Another reason for Clyde’s concern was the fact that he had robbed one of the cleaners or laundries a few months before and he thought someone might recognize him. He wasn’t taking any chances. I couldn’t blame him for that, although he had not kept his promise to keep the guns out of the apartment and leave them in the car. But of course, he couldn’t afford to leave them in the garage, so they were kept in a large closet in the living room or just laying around in his bedroom.

Clyde always wanted to keep the window blinds drawn so no one could see in. But we could hardly see out. I always tried to keep the blinds up in
our bedroom during the day because I didn’t like to be in a place where I couldn’t see out. Our bedroom faced the street on the south side. Clyde and Bonnie’s bedroom was on the north side.

One night not long after we had moved to the apartment, Clyde wanted to go to a small town near Joplin and look around for something. He wanted Buck to go with him. I didn’t want him to go any place alone with Clyde but they told me it would be okay because they weren’t going to rob anything that night, and if they did Clyde would not allow Buck to help or to have anything to do with any job he pulled. They said they would be back in a few hours, but for us to go to bed and get some sleep.
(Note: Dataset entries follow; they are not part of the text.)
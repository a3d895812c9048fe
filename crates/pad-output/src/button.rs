//! Button names as they appear in scripts

use serde::{Deserialize, Serialize};
use std::fmt;
use std::str::FromStr;
use thiserror::Error;

/// A button name that no backend understands
#[derive(Debug, Clone, PartialEq, Eq, Error)]
#[error("unknown button: {0}")]
pub struct UnknownButton(pub String);

/// Face, shoulder and d-pad buttons shared by every backend
#[derive(Debug, Clone, Copy, PartialEq, Eq, PartialOrd, Ord, Hash, Serialize, Deserialize)]
pub enum Button {
    A,
    B,
    X,
    Y,
    L,
    R,
    Up,
    Down,
    Left,
    Right,
    Start,
    Select,
}

impl Button {
    /// Every button, in display order
    pub const ALL: [Button; 12] = [
        Button::A,
        Button::B,
        Button::X,
        Button::Y,
        Button::Up,
        Button::Down,
        Button::Left,
        Button::Right,
        Button::Start,
        Button::Select,
        Button::L,
        Button::R,
    ];

    /// Script-facing name
    pub fn as_str(self) -> &'static str {
        match self {
            Button::A => "A",
            Button::B => "B",
            Button::X => "X",
            Button::Y => "Y",
            Button::L => "L",
            Button::R => "R",
            Button::Up => "Up",
            Button::Down => "Down",
            Button::Left => "Left",
            Button::Right => "Right",
            Button::Start => "Start",
            Button::Select => "Select",
        }
    }
}

impl FromStr for Button {
    type Err = UnknownButton;

    fn from_str(s: &str) -> Result<Self, Self::Err> {
        Button::ALL
            .into_iter()
            .find(|b| b.as_str().eq_ignore_ascii_case(s.trim()))
            .ok_or_else(|| UnknownButton(s.to_string()))
    }
}

impl fmt::Display for Button {
    fn fmt(&self, f: &mut fmt::Formatter<'_>) -> fmt::Result {
        f.write_str(self.as_str())
    }
}

/// Extra shoulder buttons carried in the 3DS C-stick/IR word
#[derive(Debug, Clone, Copy, PartialEq, Eq, PartialOrd, Ord, Hash, Serialize, Deserialize)]
pub enum IrButton {
    ZR,
    ZL,
}

impl FromStr for IrButton {
    type Err = UnknownButton;

    fn from_str(s: &str) -> Result<Self, Self::Err> {
        match s.trim().to_ascii_uppercase().as_str() {
            "ZR" => Ok(IrButton::ZR),
            "ZL" => Ok(IrButton::ZL),
            _ => Err(UnknownButton(s.to_string())),
        }
    }
}

/// System buttons (Home, Power)
#[derive(Debug, Clone, Copy, PartialEq, Eq, PartialOrd, Ord, Hash, Serialize, Deserialize)]
pub enum InterfaceButton {
    Home,
    Power,
    PowerLong,
}

impl FromStr for InterfaceButton {
    type Err = UnknownButton;

    fn from_str(s: &str) -> Result<Self, Self::Err> {
        let normalized: String = s
            .chars()
            .filter(|c| !matches!(c, ' ' | '_'))
            .collect::<String>()
            .to_ascii_lowercase();
        match normalized.as_str() {
            "home" => Ok(InterfaceButton::Home),
            "power" => Ok(InterfaceButton::Power),
            "powerlong" => Ok(InterfaceButton::PowerLong),
            _ => Err(UnknownButton(s.to_string())),
        }
    }
}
I could not keep Buck from going, even though I tried very hard. But I did not feel like having an argument with him. Anyway, he had promised me he would not help pull any job even if Clyde wanted him to. Buck did not want to go back to prison. Still, I had my doubts about what they might do.

Buck kissed me goodnight and left. We put the lights out and went to bed soon after they had gone, but I didn’t go to sleep. I lay across my bed, put a pillow on the window sill, and kept myself awake looking up and down the street. I saw the private night watchman every time he made his rounds.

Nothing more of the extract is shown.